Multiple Pareto-optimal solutions of the dissipation-adaptation trade-off

TL;DR

This paper explores the trade-offs between adaptation speed or accuracy and thermodynamic cost in biological systems, revealing multiple Pareto-optimal solutions that enhance evolutionary flexibility.

Contribution

It introduces the concept of multiple Pareto-optimal solutions in adaptation-dissipation trade-offs and analyzes their implications for biological system evolution.

Findings

Convex Pareto fronts are interrupted by concave regions.

Multiple Pareto-optimal solutions coexist in adaptation processes.

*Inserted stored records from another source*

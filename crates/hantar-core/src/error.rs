// SPDX-FileCopyrightText: 2026 Hantar Contributors
// SPDX-License-Identifier: MIT OR Apache-2.0

//! Error types for the Hantar gateway.

use thiserror::Error;

/// The primary error type used across all Hantar crates.
#[derive(Debug, Error)]
pub enum HantarError {
    /// Configuration errors (invalid TOML, missing required fields, type mismatches).
    #[error("configuration error: {0}")]
    Config(String),

    /// Request validation errors (missing tenant id, empty recipients, empty message).
    #[error("validation error: {0}")]
    Validation(String),

    /// A send or blast was attempted with no live, authenticated session.
    /// The caller must connect the tenant first; sends are never queued.
    #[error("tenant `{tenant}` is not connected")]
    NotConnected { tenant: String },

    /// A referenced entity (session, QR code, blast job) does not exist.
    #[error("{what} not found: {id}")]
    NotFound { what: &'static str, id: String },

    /// A single outbound send failed at the transport. Isolated to the
    /// recipient by the blast pipeline; never aborts a whole blast.
    #[error("send failed: {message}")]
    Send {
        message: String,
        source: Option<Box<dyn std::error::Error + Send + Sync>>,
    },

    /// Device transport errors (connection failure, protocol rejection).
    #[error("transport error: {message}")]
    Transport {
        message: String,
        source: Option<Box<dyn std::error::Error + Send + Sync>>,
    },

    /// Storage backend errors (database connection, query failure).
    #[error("storage error: {source}")]
    Storage {
        source: Box<dyn std::error::Error + Send + Sync>,
    },

    /// Internal or unexpected errors.
    #[error("internal error: {0}")]
    Internal(String),
}
// SPDX-FileCopyrightText: 2026 Hantar Contributors
// SPDX-License-Identifier: MIT OR Apache-2.0

//! Configuration model structs for the Hantar gateway.
//!
//! All structs use `#[serde(deny_unknown_fields)]` to reject unrecognized
//! config keys at startup, providing actionable error messages.

use serde::{Deserialize, Serialize};

/// Top-level Hantar configuration.
///
/// Loaded from TOML files following XDG hierarchy, with environment
/// variable overrides. All sections are optional and default to sensible
/// values.
#[derive(Debug, Clone, Default, Deserialize, Serialize)]
#[serde(deny_unknown_fields)]
pub struct HantarConfig {
    /// Service identity and logging.
    #[serde(default)]
    pub service: ServiceConfig,

    /// HTTP gateway settings.
    #[serde(default)]
    pub gateway: GatewayConfig,

    /// Storage backend settings.
    #[serde(default)]
    pub storage: StorageConfig,

    /// Device credential storage settings.
    #[serde(default)]
    pub credentials: CredentialsConfig,

    /// Pacing and retry timings.
    #[serde(default)]
    pub timing: TimingConfig,

    /// Device transport selection.
    #[serde(default)]
    pub transport: TransportConfig,
}

/// Service identity and logging configuration.
#[derive(Debug, Clone, Deserialize, Serialize)]
#[serde(deny_unknown_fields)]
pub struct ServiceConfig {
    /// Display name of the service instance.
    #[serde(default = "default_service_name")]
    pub name: String,

    /// Logging level (trace, debug, info, warn, error).
    #[serde(default = "default_log_level")]
    pub log_level: String,
}

impl Default for ServiceConfig {
    fn default() -> Self {
        Self {
            name: default_service_name(),
            log_level: default_log_level(),
        }
    }
}

fn default_service_name() -> String {
    "hantar".to_string()
}

fn default_log_level() -> String {
    "info".to_string()
}

/// HTTP gateway configuration.
#[derive(Debug, Clone, Deserialize, Serialize)]
#[serde(deny_unknown_fields)]
pub struct GatewayConfig {
    /// Host address to bind.
    #[serde(default = "default_host")]
    pub host: String,

    /// Port to bind.
    #[serde(default = "default_port")]
    pub port: u16,

    /// Maximum number of blast jobs returned by the history endpoint.
    #[serde(default = "default_history_page_size")]
    pub history_page_size: u32,
}

impl Default for GatewayConfig {
    fn default() -> Self {
        Self {
            host: default_host(),
            port: default_port(),
            history_page_size: default_history_page_size(),
        }
    }
}

fn default_host() -> String {
    "127.0.0.1".to_string()
}

fn default_port() -> u16 {
    3001
}

fn default_history_page_size() -> u32 {
    50
}

/// Storage backend configuration.
#[derive(Debug, Clone, Deserialize, Serialize)]
#[serde(deny_unknown_fields)]
pub struct StorageConfig {
    /// Path to the SQLite database file.
    #[serde(default = "default_database_path")]
    pub database_path: String,

    /// Enable WAL (Write-Ahead Logging) mode for SQLite.
    #[serde(default = "default_wal_mode")]
    pub wal_mode: bool,
}

impl Default for StorageConfig {
    fn default() -> Self {
        Self {
            database_path: default_database_path(),
            wal_mode: default_wal_mode(),
        }
    }
}

fn default_database_path() -> String {
    dirs::data_dir()
        .map(|p| p.join("hantar").join("hantar.db"))
        .and_then(|p| p.to_str().map(String::from))
        .unwrap_or_else(|| "hantar.db".to_string())
}

fn default_wal_mode() -> bool {
    true
}

/// Device credential storage configuration.
///
/// Each tenant's authentication material lives in its own subdirectory of
/// `dir` and is deleted wholesale on disconnect.
#[derive(Debug, Clone, Deserialize, Serialize)]
#[serde(deny_unknown_fields)]
pub struct CredentialsConfig {
    /// Root directory for per-tenant credential subdirectories.
    #[serde(default = "default_credentials_dir")]
    pub dir: String,
}

impl Default for CredentialsConfig {
    fn default() -> Self {
        Self {
            dir: default_credentials_dir(),
        }
    }
}

fn default_credentials_dir() -> String {
    dirs::data_dir()
        .map(|p| p.join("hantar").join("credentials"))
        .and_then(|p| p.to_str().map(String::from))
        .unwrap_or_else(|| "credentials".to_string())
}

/// Pacing and reconnect timings.
///
/// The defaults match the upstream provider's tolerances; lowering
/// `message_gap_secs` risks tripping its abuse detection.
#[derive(Debug, Clone, Deserialize, Serialize)]
#[serde(deny_unknown_fields)]
pub struct TimingConfig {
    /// Delay before the single reconnect attempt after a transient drop.
    #[serde(default = "default_reconnect_delay_secs")]
    pub reconnect_delay_secs: u64,

    /// Pause between consecutive recipients in a blast.
    #[serde(default = "default_message_gap_secs")]
    pub message_gap_secs: u64,

    /// How long the connect endpoint waits for a QR code to materialize.
    #[serde(default = "default_qr_wait_secs")]
    pub qr_wait_secs: u64,
}

impl Default for TimingConfig {
    fn default() -> Self {
        Self {
            reconnect_delay_secs: default_reconnect_delay_secs(),
            message_gap_secs: default_message_gap_secs(),
            qr_wait_secs: default_qr_wait_secs(),
        }
    }
}

fn default_reconnect_delay_secs() -> u64 {
    3
}

fn default_message_gap_secs() -> u64 {
    3
}

fn default_qr_wait_secs() -> u64 {
    2
}

/// Device transport selection.
#[derive(Debug, Clone, Deserialize, Serialize)]
#[serde(deny_unknown_fields)]
pub struct TransportConfig {
    /// Transport implementation to use. `loopback` is the in-process
    /// development transport; a real protocol adapter registers its own
    /// kind string.
    #[serde(default = "default_transport_kind")]
    pub kind: String,
}

impl Default for TransportConfig {
    fn default() -> Self {
        Self {
            kind: default_transport_kind(),
        }
    }
}

fn default_transport_kind() -> String {
    "loopback".to_string()
}
// SPDX-FileCopyrightText: 2026 Hantar Contributors
// SPDX-License-Identifier: MIT OR Apache-2.0

//! Shutdown signalling and the session drain.
//!
//! The serve loop runs until a [`CancellationToken`] fires; this module
//! wires SIGINT and SIGTERM to that token and logs out live device
//! sessions on the way down.

use tokio_util::sync::CancellationToken;
use tracing::info;

use crate::registry::SessionRegistry;

/// Spawn a background task that cancels the returned token on the first
/// SIGINT or SIGTERM.
pub fn install_signal_handler() -> CancellationToken {
    let token = CancellationToken::new();
    let trigger = token.clone();
    tokio::spawn(async move {
        let signal_name = wait_for_signal().await;
        info!(signal = signal_name, "shutdown signal received");
        trigger.cancel();
    });
    token
}

#[cfg(unix)]
async fn wait_for_signal() -> &'static str {
    use tokio::signal::unix::{SignalKind, signal};

    let mut sigterm = match signal(SignalKind::terminate()) {
        Ok(stream) => stream,
        Err(e) => {
            tracing::error!(error = %e, "SIGTERM handler unavailable, falling back to Ctrl+C");
            let _ = tokio::signal::ctrl_c().await;
            return "SIGINT";
        }
    };
    tokio::select! {
        _ = tokio::signal::ctrl_c() => "SIGINT",
        _ = sigterm.recv() => "SIGTERM",
    }
}

#[cfg(not(unix))]
async fn wait_for_signal() -> &'static str {
    let _ = tokio::signal::ctrl_c().await;
    "Ctrl+C"
}

/// Log out every live session. Per-session failures are logged by the
/// registry and never block the rest of the drain.
pub async fn drain(registry: &SessionRegistry) {
    let count = registry.active_count();
    if count == 0 {
        info!("no live sessions to drain");
        return;
    }
    registry.drain().await;
    info!(count, "session drain complete");
}

#[cfg(test)]
mod tests {
    use super::*;

    #[tokio::test]
    async fn token_starts_uncancelled() {
        let token = install_signal_handler();
        assert!(!token.is_cancelled());
        token.cancel();
    }
}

These solutions may provide biological systems with greater evolutionary flexibility.

Abstract

Adaptation refers to the ability to recover and maintain ``normal'' function upon perturbations of internal or external conditions and is essential for sustaining life. Biological adaptation mechanisms are dissipative, i.e. they require a supply of energy such as the coupling to the hydrolysis of ATP. Via evolution the underlying biochemical machinery of living organisms evolved into highly optimized states. However, in the case of adaptation processes two quantities are optimized simultaneously, the adaptation speed or accuracy and the thermodynamic cost. In such cases one typically faces a trade-off, where improving one quantity implies worsening the other. The solution is no longer unique but rather a Pareto set -- the set of all physically attainable protocols along which no quantity can be improved without worsening another. Here we investigate Pareto fronts in adaptation-dissipation trade-offs for a cellular thermostat and a minimal ATP-driven receptor-ligand reaction network. We find convex sections of Pareto fronts to be interrupted by concave regions, implying the coexistence of distinct optimization mechanisms. We discuss the implications of such ``compromise-optimal'' solutions and argue that they may endow biological systems with a superior flexibility to evolve, resist, and adapt to different environments.